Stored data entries
^^^^^^^^^^^^^^^^

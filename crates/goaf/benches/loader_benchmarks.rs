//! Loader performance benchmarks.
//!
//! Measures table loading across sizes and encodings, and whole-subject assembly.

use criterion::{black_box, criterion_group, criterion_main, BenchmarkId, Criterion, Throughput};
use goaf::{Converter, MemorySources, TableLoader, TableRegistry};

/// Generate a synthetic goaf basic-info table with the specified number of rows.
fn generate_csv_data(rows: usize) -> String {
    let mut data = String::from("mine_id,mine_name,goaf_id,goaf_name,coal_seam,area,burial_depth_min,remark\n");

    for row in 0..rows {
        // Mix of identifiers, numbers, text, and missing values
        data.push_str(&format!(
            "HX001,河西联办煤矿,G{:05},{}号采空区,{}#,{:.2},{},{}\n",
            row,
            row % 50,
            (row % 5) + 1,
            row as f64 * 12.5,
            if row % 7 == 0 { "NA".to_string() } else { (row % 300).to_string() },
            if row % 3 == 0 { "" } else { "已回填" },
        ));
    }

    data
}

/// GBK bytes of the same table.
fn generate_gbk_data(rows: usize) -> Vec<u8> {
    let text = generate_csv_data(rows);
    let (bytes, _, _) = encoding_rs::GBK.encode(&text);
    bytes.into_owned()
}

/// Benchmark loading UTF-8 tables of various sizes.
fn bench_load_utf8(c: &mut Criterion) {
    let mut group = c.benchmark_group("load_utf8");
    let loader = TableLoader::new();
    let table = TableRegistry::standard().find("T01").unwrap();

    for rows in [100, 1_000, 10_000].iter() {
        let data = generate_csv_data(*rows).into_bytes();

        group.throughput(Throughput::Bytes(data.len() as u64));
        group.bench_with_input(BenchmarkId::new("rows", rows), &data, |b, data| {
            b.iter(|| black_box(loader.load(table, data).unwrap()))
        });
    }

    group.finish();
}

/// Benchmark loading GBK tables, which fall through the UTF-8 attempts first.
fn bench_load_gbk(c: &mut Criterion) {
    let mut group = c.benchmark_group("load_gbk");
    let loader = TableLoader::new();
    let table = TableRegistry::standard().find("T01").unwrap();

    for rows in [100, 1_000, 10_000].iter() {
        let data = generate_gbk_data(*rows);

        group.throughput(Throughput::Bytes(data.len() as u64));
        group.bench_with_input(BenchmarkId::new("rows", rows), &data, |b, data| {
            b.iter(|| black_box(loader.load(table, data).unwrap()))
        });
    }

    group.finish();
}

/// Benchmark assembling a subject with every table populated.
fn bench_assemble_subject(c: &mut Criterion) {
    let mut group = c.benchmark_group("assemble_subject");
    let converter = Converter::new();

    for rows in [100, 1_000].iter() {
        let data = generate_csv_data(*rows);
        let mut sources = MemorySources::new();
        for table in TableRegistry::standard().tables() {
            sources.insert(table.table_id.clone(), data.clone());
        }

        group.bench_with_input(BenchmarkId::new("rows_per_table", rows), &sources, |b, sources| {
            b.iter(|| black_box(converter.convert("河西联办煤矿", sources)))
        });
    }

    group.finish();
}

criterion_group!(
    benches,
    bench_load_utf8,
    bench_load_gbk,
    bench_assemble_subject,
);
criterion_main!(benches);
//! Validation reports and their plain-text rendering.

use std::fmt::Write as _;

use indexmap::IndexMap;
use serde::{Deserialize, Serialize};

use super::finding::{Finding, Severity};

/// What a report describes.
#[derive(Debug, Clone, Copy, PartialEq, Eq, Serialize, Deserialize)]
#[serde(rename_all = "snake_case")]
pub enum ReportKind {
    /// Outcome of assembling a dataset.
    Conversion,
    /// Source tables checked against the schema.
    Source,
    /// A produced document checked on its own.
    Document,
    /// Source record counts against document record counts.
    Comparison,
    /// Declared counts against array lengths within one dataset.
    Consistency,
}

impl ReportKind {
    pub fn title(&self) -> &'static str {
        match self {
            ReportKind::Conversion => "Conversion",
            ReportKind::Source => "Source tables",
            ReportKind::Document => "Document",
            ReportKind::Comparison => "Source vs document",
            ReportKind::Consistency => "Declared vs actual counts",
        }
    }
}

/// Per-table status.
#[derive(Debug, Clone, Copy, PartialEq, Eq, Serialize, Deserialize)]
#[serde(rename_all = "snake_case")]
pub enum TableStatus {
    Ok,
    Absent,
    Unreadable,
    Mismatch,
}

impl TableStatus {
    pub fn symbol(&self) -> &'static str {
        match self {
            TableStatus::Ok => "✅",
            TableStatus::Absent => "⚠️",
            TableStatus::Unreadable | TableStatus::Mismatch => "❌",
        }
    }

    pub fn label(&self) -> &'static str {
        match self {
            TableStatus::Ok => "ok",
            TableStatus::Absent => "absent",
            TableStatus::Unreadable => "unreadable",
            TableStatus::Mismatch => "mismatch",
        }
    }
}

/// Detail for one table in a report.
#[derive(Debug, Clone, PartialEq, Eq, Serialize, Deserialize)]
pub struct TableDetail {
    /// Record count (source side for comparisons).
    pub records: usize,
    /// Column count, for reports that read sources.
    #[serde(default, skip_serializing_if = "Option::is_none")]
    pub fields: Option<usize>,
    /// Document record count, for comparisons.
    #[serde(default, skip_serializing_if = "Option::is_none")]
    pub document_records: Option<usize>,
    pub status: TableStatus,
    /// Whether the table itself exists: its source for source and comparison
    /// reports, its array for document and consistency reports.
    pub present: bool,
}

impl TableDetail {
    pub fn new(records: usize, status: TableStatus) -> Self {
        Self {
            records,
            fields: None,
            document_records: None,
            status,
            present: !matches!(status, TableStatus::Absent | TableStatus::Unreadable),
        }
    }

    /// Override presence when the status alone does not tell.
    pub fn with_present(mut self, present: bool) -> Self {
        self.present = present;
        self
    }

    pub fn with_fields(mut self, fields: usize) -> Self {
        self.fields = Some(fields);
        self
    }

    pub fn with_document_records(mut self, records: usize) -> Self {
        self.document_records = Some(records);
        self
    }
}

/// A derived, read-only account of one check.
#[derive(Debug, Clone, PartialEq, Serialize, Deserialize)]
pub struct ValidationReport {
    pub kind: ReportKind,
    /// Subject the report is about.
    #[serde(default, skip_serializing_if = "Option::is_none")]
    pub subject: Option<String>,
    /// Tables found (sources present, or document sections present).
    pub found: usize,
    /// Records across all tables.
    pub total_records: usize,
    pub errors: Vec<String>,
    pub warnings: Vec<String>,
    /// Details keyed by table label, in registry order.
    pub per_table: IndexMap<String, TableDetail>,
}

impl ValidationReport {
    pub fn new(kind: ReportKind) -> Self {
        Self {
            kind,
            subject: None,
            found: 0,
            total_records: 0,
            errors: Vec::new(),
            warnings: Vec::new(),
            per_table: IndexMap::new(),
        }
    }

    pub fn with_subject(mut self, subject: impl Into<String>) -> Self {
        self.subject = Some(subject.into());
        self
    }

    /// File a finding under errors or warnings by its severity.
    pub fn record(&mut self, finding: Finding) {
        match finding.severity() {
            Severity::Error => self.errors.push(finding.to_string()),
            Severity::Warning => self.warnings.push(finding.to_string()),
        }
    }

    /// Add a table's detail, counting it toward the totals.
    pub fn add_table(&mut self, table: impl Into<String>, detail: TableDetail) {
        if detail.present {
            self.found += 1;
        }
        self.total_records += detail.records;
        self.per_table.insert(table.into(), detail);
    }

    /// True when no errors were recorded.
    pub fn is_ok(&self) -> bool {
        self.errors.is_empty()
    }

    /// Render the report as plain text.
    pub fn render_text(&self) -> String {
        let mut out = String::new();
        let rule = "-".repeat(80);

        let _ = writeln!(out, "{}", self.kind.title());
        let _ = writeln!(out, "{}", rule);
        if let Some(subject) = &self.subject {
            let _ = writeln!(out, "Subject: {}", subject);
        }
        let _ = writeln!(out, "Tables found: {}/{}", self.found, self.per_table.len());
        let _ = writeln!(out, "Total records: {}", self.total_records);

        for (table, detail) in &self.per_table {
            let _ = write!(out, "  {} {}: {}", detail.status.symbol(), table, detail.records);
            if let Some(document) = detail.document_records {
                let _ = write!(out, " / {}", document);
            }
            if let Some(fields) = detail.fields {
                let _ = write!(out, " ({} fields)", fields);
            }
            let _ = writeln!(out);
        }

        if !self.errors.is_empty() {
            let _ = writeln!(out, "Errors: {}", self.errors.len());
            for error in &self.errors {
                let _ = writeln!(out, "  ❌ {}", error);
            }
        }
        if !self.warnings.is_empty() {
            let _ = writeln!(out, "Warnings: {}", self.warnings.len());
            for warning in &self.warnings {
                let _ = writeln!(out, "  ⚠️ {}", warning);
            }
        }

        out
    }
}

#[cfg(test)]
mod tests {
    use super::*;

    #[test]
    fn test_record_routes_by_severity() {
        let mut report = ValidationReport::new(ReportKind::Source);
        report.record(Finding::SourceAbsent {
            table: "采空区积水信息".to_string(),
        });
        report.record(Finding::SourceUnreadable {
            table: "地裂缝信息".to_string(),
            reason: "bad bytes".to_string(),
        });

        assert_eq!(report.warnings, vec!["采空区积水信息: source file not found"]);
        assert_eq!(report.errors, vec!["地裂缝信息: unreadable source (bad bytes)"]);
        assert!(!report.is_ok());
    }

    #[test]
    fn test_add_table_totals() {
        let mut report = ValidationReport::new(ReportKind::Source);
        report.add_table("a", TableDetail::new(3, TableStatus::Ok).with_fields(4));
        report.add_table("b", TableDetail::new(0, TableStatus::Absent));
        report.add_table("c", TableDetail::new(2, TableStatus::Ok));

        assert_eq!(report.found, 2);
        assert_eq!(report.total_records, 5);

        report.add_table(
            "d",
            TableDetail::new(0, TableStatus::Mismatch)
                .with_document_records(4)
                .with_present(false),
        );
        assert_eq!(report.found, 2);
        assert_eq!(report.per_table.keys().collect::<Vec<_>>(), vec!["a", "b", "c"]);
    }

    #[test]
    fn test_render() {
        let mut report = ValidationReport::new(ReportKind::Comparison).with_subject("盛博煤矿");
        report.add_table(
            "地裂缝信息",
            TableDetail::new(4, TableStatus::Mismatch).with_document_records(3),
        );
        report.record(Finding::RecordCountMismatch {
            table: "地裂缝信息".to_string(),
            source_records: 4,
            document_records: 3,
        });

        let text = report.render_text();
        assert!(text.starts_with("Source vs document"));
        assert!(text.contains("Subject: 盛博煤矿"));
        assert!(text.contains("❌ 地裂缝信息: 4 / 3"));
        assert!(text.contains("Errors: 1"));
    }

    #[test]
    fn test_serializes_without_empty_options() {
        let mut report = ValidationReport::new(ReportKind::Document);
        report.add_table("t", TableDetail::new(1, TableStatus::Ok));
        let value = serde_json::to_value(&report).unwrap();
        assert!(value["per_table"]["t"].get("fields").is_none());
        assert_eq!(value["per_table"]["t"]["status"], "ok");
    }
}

^^^^^^^^^^^^^^^^

* [Action item] Copy every line of the records above, starting with the first, up to and including the line containing "let mut data".

* [The completed task]
filename crates/goaf/benches/loader_benchmarks.rs
//! Loader performance benchmarks.
//!
//! Measures table loading across sizes and encodings, and whole-subject assembly.

use criterion::{black_box, criterion_group, criterion_main, BenchmarkId, Criterion, Throughput};
use goaf::{Converter, MemorySources, TableLoader, TableRegistry};

/// Generate a synthetic goaf basic-info table with the specified number of rows.
fn generate_csv_data(rows: usize) -> String {
    let mut data = String::from("mine_id,mine_name,goaf_id,goaf_name,coal_seam,area,burial_depth_min,remark\n");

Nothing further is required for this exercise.